In a detailed piece on the situation in Iraq, the newspaper noted “the looting, lawlessness and violence that planners thought would mar only the first few weeks has proved more widespread and enduring than President Bush and his aides expected and is threatening to undermine the American plan”.
Five weeks after Baghdad fell, Mr Bush finds himself exactly where he did not want to be: forced to impose control with a larger number of troops and to delay the start of efforts to turn power over to Iraqis, the daily noted.
The message that reached the White House from two recent meetings with potential Iraqi leaders, officials told the paper, was that it would be foolish to start experimenting with democracy without making people feel secure enough to go back to work or school, and without giving them back at least the basic services they received during Saddam Hussein’s rule.
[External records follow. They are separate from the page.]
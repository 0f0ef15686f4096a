//! 页面外壳：布局与纯展示页面

use crate::web::route::AppRoute;
use crate::web::router::Link;
use leptos::prelude::*;

/// 所有页面共用的外层布局
#[component]
pub fn Layout(children: Children) -> impl IntoView {
    view! {
        <div class="min-h-screen bg-base-200">
            <div class="navbar bg-base-100 shadow-sm">
                <div class="flex-1">
                    <Link to=AppRoute::Home class="btn btn-ghost text-xl">"Auth Portal"</Link>
                </div>
                <div class="flex-none gap-2">
                    <Link to=AppRoute::Demo class="btn btn-ghost btn-sm">"Demo"</Link>
                    <Link to=AppRoute::Private class="btn btn-ghost btn-sm">"Private"</Link>
                    <Link to=AppRoute::Login class="btn btn-primary btn-sm">"Login"</Link>
                </div>
            </div>
            <main>{children()}</main>
        </div>
    }
}

#[component]
pub fn HomePage() -> impl IntoView {
    view! {
        <div class="hero py-16">
            <div class="hero-content text-center">
                <div class="max-w-md">
                    <h1 class="text-4xl font-bold">"Welcome"</h1>
                    <p class="py-6">"Create an account or log in to see your private dashboard."</p>
                    <Link to=AppRoute::Signup class="btn btn-success">"Sign Up"</Link>
                </div>
            </div>
        </div>
    }
}

#[component]
pub fn SinglePage(id: String) -> impl IntoView {
    view! {
        <div class="container mx-auto py-8">
            <h1 class="text-3xl font-bold">"Item " {id}</h1>
            <Link to=AppRoute::Home class="link link-primary">"Back home"</Link>
        </div>
    }
}

#[component]
pub fn DemoPage() -> impl IntoView {
    view! {
        <div class="container mx-auto py-8">
            <h1 class="text-3xl font-bold">"Demo"</h1>
            <ul class="menu bg-base-100 rounded-box mt-4">
                <li><Link to={AppRoute::Single { id: "1".to_string() }}>"Item 1"</Link></li>
                <li><Link to={AppRoute::Single { id: "2".to_string() }}>"Item 2"</Link></li>
            </ul>
        </div>
    }
}

#[component]
pub fn NotFoundPage() -> impl IntoView {
    view! { <h1>"Not found!"</h1> }
}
The quick establishment of a civilian Iraqi interim authority, officials told the Times, would help demonstrate to a suspicious Arab world that America would not act as an occupier, as in Japan and Germany.
“We will in fact be greeted as liberators,” Vice President Dick Cheney said on March 16, three days before the war started. But that did not happen.
However, the New York Times observed, many of Baghdad’s 10,000 police officials are just now trickling back. The Iraqi soldiers disappeared. No one in Washington anticipated the degree to which the chaos would undermine that central goal of presenting the United States as a liberator, senior administration officials told the paper.